─── Dataset content ───

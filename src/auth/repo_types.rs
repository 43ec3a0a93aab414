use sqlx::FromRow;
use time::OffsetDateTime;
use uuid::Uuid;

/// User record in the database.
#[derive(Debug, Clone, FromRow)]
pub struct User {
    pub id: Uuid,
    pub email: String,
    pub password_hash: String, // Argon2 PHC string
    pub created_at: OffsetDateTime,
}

───
─── Dataset content ───

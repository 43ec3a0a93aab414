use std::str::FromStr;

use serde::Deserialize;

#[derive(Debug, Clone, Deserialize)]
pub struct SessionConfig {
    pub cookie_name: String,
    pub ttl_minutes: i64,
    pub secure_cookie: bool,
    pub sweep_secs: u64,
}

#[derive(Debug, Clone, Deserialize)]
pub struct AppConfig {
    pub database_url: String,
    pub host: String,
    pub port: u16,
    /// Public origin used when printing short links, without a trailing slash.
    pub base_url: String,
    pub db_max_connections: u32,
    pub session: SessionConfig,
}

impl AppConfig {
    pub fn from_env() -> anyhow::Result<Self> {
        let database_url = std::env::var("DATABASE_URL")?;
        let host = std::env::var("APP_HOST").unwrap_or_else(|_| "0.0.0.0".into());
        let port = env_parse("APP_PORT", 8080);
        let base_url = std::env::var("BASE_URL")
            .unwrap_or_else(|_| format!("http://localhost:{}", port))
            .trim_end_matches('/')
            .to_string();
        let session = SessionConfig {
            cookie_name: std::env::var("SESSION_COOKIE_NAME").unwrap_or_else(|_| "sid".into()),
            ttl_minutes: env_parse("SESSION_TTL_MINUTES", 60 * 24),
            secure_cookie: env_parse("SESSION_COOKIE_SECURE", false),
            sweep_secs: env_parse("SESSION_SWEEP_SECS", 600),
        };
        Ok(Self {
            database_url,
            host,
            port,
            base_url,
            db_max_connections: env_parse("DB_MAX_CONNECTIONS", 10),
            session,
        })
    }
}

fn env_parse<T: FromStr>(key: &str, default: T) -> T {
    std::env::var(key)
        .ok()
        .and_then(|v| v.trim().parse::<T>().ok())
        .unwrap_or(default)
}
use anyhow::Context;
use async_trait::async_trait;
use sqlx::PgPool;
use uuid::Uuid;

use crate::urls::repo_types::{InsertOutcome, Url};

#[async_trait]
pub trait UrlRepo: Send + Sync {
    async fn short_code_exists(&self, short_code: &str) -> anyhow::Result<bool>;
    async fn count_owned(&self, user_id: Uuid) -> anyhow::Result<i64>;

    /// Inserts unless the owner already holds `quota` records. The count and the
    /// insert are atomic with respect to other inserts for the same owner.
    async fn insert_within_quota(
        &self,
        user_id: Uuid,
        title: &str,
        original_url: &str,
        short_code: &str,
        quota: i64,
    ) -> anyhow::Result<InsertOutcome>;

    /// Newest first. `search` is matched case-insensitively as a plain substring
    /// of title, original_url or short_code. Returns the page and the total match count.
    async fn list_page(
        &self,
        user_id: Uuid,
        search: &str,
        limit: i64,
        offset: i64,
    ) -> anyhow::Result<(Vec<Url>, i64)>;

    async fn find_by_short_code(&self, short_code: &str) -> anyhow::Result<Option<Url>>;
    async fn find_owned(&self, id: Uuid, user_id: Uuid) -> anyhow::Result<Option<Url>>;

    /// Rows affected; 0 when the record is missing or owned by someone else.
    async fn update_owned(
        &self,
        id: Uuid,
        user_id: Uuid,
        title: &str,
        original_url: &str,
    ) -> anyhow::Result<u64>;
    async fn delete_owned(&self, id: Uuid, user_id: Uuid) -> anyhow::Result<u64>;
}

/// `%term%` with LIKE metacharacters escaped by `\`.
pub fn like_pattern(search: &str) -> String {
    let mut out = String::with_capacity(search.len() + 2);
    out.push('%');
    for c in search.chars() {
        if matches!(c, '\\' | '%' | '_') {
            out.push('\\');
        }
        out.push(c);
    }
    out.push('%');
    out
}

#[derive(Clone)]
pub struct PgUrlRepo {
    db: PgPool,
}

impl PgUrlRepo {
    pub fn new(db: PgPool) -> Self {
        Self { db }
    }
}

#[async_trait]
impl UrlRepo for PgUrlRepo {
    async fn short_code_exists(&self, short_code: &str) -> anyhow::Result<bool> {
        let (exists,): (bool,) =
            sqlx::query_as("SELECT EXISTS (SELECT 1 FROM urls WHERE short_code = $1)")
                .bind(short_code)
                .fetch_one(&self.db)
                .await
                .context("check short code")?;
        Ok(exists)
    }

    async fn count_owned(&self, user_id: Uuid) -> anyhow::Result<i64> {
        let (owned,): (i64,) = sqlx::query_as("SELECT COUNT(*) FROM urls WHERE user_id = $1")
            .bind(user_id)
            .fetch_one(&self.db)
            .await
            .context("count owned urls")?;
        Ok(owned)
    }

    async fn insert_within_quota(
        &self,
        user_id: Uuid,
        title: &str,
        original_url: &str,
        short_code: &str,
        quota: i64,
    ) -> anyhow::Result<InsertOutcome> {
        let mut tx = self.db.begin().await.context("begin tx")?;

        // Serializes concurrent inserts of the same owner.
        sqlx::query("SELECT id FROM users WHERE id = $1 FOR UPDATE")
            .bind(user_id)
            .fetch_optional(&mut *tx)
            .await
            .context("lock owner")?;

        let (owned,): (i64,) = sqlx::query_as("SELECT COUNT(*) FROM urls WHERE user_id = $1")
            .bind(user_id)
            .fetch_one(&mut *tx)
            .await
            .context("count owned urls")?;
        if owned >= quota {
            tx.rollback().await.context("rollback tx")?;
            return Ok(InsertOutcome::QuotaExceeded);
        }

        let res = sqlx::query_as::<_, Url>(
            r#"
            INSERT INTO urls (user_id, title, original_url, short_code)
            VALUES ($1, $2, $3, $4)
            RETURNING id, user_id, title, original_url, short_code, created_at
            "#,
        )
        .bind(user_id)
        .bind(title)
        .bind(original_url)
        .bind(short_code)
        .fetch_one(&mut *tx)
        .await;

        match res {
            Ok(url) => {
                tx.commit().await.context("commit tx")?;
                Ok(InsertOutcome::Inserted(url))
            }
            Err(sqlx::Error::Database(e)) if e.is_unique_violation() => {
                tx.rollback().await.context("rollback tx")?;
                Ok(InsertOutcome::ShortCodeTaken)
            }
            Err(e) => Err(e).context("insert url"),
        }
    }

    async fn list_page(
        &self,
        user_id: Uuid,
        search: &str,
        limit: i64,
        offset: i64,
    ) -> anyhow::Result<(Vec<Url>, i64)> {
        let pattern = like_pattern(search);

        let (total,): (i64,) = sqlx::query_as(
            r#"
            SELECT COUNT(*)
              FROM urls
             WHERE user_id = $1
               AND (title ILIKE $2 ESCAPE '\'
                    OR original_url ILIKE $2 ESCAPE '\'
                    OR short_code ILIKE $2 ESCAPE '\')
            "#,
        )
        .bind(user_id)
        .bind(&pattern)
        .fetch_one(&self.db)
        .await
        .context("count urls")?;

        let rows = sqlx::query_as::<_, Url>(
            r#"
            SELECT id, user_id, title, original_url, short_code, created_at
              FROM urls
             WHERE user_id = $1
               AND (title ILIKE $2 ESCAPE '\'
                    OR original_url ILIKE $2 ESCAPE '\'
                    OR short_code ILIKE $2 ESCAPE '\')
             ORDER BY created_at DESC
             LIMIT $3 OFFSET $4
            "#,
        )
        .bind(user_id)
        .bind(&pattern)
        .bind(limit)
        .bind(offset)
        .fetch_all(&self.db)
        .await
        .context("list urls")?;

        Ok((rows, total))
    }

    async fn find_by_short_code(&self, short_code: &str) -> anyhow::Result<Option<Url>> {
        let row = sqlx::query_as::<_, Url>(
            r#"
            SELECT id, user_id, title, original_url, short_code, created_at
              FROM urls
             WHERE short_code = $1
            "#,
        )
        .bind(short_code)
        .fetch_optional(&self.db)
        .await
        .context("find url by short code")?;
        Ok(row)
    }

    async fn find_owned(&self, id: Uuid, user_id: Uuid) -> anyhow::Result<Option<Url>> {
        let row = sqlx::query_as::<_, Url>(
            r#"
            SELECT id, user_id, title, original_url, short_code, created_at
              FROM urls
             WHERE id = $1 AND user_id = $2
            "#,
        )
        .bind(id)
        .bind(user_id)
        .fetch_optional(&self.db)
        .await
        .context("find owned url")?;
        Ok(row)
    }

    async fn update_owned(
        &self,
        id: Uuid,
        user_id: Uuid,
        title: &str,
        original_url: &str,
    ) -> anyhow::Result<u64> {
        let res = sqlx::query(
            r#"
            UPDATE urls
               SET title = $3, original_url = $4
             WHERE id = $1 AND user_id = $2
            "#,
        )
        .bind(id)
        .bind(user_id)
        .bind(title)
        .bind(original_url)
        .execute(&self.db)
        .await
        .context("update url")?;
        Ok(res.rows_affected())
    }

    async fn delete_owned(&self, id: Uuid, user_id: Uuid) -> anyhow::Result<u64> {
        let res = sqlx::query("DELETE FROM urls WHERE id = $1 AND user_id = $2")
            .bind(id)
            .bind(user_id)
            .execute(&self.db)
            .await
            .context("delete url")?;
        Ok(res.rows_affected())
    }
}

───
─── Dataset content ───

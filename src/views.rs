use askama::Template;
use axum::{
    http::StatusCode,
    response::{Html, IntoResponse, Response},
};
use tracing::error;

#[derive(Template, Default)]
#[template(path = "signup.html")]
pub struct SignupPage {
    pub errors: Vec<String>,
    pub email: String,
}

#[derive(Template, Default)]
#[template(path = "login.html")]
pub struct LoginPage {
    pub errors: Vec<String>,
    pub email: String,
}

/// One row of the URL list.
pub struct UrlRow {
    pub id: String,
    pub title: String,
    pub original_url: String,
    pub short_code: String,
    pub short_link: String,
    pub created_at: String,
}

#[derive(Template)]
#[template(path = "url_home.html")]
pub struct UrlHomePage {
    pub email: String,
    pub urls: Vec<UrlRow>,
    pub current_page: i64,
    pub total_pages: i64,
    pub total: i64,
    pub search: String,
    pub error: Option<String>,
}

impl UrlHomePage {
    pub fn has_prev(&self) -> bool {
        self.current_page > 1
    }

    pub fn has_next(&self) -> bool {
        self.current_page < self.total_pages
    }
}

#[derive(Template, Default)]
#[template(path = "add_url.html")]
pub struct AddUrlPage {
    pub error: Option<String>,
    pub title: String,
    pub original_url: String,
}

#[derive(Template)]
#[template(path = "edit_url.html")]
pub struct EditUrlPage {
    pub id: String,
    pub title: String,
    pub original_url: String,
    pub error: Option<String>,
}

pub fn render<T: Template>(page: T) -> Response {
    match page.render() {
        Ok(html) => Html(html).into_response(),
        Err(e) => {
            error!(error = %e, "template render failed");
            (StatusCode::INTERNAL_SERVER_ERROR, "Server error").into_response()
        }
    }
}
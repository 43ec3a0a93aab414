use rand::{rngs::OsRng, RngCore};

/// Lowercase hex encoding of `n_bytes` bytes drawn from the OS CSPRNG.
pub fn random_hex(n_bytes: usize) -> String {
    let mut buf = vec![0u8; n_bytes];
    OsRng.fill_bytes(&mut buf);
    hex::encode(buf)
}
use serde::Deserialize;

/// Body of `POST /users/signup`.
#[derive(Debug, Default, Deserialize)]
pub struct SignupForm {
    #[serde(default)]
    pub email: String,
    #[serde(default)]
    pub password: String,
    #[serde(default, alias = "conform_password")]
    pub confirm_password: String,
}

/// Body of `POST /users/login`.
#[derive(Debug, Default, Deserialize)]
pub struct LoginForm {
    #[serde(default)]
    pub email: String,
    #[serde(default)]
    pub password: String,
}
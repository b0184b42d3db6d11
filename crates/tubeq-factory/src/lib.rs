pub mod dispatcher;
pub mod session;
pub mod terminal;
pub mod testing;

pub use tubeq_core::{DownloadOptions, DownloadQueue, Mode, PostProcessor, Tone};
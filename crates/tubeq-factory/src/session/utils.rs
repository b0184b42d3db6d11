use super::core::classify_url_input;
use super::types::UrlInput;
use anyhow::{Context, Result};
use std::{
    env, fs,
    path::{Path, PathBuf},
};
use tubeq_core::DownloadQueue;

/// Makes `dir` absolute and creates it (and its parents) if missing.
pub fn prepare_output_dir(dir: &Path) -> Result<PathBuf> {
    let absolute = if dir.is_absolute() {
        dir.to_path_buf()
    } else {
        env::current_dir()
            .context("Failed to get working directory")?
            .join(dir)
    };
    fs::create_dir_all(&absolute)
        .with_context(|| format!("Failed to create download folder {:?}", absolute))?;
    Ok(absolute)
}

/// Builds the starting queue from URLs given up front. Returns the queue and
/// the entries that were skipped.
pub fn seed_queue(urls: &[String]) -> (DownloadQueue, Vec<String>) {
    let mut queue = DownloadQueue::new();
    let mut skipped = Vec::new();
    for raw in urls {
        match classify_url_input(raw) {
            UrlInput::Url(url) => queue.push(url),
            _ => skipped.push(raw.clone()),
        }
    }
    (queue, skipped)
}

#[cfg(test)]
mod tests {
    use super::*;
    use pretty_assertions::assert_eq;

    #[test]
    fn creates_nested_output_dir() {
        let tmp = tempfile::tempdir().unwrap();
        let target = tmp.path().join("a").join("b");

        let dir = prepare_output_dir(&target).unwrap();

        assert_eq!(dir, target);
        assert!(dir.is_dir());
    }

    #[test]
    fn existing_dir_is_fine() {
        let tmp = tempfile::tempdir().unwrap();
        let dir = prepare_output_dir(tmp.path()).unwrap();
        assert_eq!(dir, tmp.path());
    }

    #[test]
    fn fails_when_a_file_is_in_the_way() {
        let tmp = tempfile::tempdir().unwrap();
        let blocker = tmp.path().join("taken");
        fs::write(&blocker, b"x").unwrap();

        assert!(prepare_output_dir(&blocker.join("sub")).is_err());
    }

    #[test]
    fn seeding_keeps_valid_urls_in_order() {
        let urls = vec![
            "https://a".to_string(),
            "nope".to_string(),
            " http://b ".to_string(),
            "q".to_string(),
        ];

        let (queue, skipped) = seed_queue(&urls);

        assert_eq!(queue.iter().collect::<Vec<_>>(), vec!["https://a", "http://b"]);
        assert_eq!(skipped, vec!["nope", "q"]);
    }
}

───

Requirement:
Out of the data above, transcribe exactly and only the lines starting with the line that has "filename crates/tubeq-factory/src/lib.rs" and going on through the line that has "filename crates/tubeq-factory/src/session/utils.rs", both included.

The completed task:
filename crates/tubeq-factory/src/lib.rs
pub mod dispatcher;
pub mod session;
pub mod terminal;
pub mod testing;

pub use tubeq_core::{DownloadOptions, DownloadQueue, Mode, PostProcessor, Tone};
filename crates/tubeq-factory/src/session/utils.rs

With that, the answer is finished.